use config::{Config as ConfigBuilder, ConfigError, Environment, File};
use serde::Deserialize;
use std::env;

#[derive(Debug, Deserialize, Clone)]
pub struct Config {
    pub server: ServerConfig,
    pub database: DatabaseConfig,
    #[serde(default)]
    pub import: ImportConfig,
    #[serde(default)]
    pub observability: ObservabilityConfig,
}

#[derive(Debug, Deserialize, Clone)]
pub struct ServerConfig {
    pub host: String,
    pub port: u16,
}

#[derive(Debug, Deserialize, Clone)]
pub struct DatabaseConfig {
    pub url: String,
    pub max_connections: u32,
}

#[derive(Debug, Deserialize, Clone)]
pub struct ImportConfig {
    /// Largest edit distance ratio accepted when matching a line to the catalog.
    #[serde(default = "default_match_threshold")]
    pub match_threshold: f64,
    #[serde(default = "default_create_missing")]
    pub create_missing: bool,
    #[serde(default = "default_fetch_timeout_secs")]
    pub fetch_timeout_secs: u64,
}

impl Default for ImportConfig {
    fn default() -> Self {
        Self {
            match_threshold: default_match_threshold(),
            create_missing: default_create_missing(),
            fetch_timeout_secs: default_fetch_timeout_secs(),
        }
    }
}

fn default_match_threshold() -> f64 {
    mealbook_recipe::import::DEFAULT_THRESHOLD
}

fn default_create_missing() -> bool {
    true
}

fn default_fetch_timeout_secs() -> u64 {
    15
}

#[derive(Debug, Deserialize, Clone)]
pub struct ObservabilityConfig {
    #[serde(default = "default_log_level")]
    pub log_level: String,
}

impl Default for ObservabilityConfig {
    fn default() -> Self {
        Self {
            log_level: default_log_level(),
        }
    }
}

fn default_log_level() -> String {
    "info".to_string()
}

impl Config {
    /// Load configuration from file and environment variables
    ///
    /// Priority (highest to lowest):
    /// 1. Environment variables (MEALBOOK__DATABASE__URL, DATABASE_URL)
    /// 2. Config file given by path, `CONFIG_PATH` or `config/default.toml`
    /// 3. Hardcoded defaults
    pub fn load(config_path: Option<String>) -> Result<Self, ConfigError> {
        let mut builder = ConfigBuilder::builder()
            .set_default("server.host", "127.0.0.1")?
            .set_default("server.port", 3000)?
            .set_default("database.url", "sqlite:mealbook.db")?
            .set_default("database.max_connections", 5)?;

        let config_file_path = config_path
            .or_else(|| env::var("CONFIG_PATH").ok())
            .unwrap_or_else(|| "config/default.toml".to_string());

        if std::path::Path::new(&config_file_path).exists() {
            builder = builder.add_source(File::with_name(&config_file_path));
        }

        builder = builder.add_source(
            Environment::with_prefix("MEALBOOK")
                .separator("__")
                .try_parsing(true),
        );

        if let Ok(database_url) = env::var("DATABASE_URL") {
            builder = builder.set_override("database.url", database_url)?;
        }

        builder.build()?.try_deserialize()
    }

    pub fn validate(&self) -> Result<(), String> {
        if self.database.max_connections < 1 {
            return Err("Database max_connections must be at least 1".to_string());
        }
        if self.server.port == 0 {
            return Err("Server port must be greater than 0".to_string());
        }
        if !(0.0..=1.0).contains(&self.import.match_threshold) {
            return Err("Import match_threshold must be between 0.0 and 1.0".to_string());
        }
        Ok(())
    }
}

+-------+

About this exercise: Please give back the entries above, unchanged and complete.

Answer box:
use config::{Config as ConfigBuilder, ConfigError, Environment, File};
use serde::Deserialize;
use std::env;

#[derive(Debug, Deserialize, Clone)]
pub struct Config {
    pub server: ServerConfig,
    pub database: DatabaseConfig,
    #[serde(default)]
    pub import: ImportConfig,
    #[serde(default)]
    pub observability: ObservabilityConfig,
}

#[derive(Debug, Deserialize, Clone)]
pub struct ServerConfig {
    pub host: String,
    pub port: u16,
}

#[derive(Debug, Deserialize, Clone)]
pub struct DatabaseConfig {
    pub url: String,
    pub max_connections: u32,
}

#[derive(Debug, Deserialize, Clone)]
pub struct ImportConfig {
    /// Largest edit distance ratio accepted when matching a line to the catalog.
    #[serde(default = "default_match_threshold")]
    pub match_threshold: f64,
    #[serde(default = "default_create_missing")]
    pub create_missing: bool,
    #[serde(default = "default_fetch_timeout_secs")]
    pub fetch_timeout_secs: u64,
}

impl Default for ImportConfig {
    fn default() -> Self {
        Self {
            match_threshold: default_match_threshold(),
            create_missing: default_create_missing(),
            fetch_timeout_secs: default_fetch_timeout_secs(),
        }
    }
}

fn default_match_threshold() -> f64 {
    mealbook_recipe::import::DEFAULT_THRESHOLD
}

fn default_create_missing() -> bool {
    true
}

fn default_fetch_timeout_secs() -> u64 {
    15
}

#[derive(Debug, Deserialize, Clone)]
pub struct ObservabilityConfig {
    #[serde(default = "default_log_level")]
    pub log_level: String,
}

impl Default for ObservabilityConfig {
    fn default() -> Self {
        Self {
            log_level: default_log_level(),
        }
    }
}

fn default_log_level() -> String {
    "info".to_string()
}

impl Config {
    /// Load configuration from file and environment variables
    ///
    /// Priority (highest to lowest):
    /// 1. Environment variables (MEALBOOK__DATABASE__URL, DATABASE_URL)
    /// 2. Config file given by path, `CONFIG_PATH` or `config/default.toml`
    /// 3. Hardcoded defaults
    pub fn load(config_path: Option<String>) -> Result<Self, ConfigError> {
        let mut builder = ConfigBuilder::builder()
            .set_default("server.host", "127.0.0.1")?
            .set_default("server.port", 3000)?
            .set_default("database.url", "sqlite:mealbook.db")?
            .set_default("database.max_connections", 5)?;

        let config_file_path = config_path
            .or_else(|| env::var("CONFIG_PATH").ok())
            .unwrap_or_else(|| "config/default.toml".to_string());

        if std::path::Path::new(&config_file_path).exists() {
            builder = builder.add_source(File::with_name(&config_file_path));
        }

        builder = builder.add_source(
            Environment::with_prefix("MEALBOOK")
                .separator("__")
                .try_parsing(true),
        );

        if let Ok(database_url) = env::var("DATABASE_URL") {
            builder = builder.set_override("database.url", database_url)?;
        }

        builder.build()?.try_deserialize()
    }

    pub fn validate(&self) -> Result<(), String> {
        if self.database.max_connections < 1 {
            return Err("Database max_connections must be at least 1".to_string());
        }
        if self.server.port == 0 {
            return Err("Server port must be greater than 0".to_string());
        }
        if !(0.0..=1.0).contains(&self.import.match_threshold) {
            return Err("Import match_threshold must be between 0.0 and 1.0".to_string());
        }
        Ok(())
    }
}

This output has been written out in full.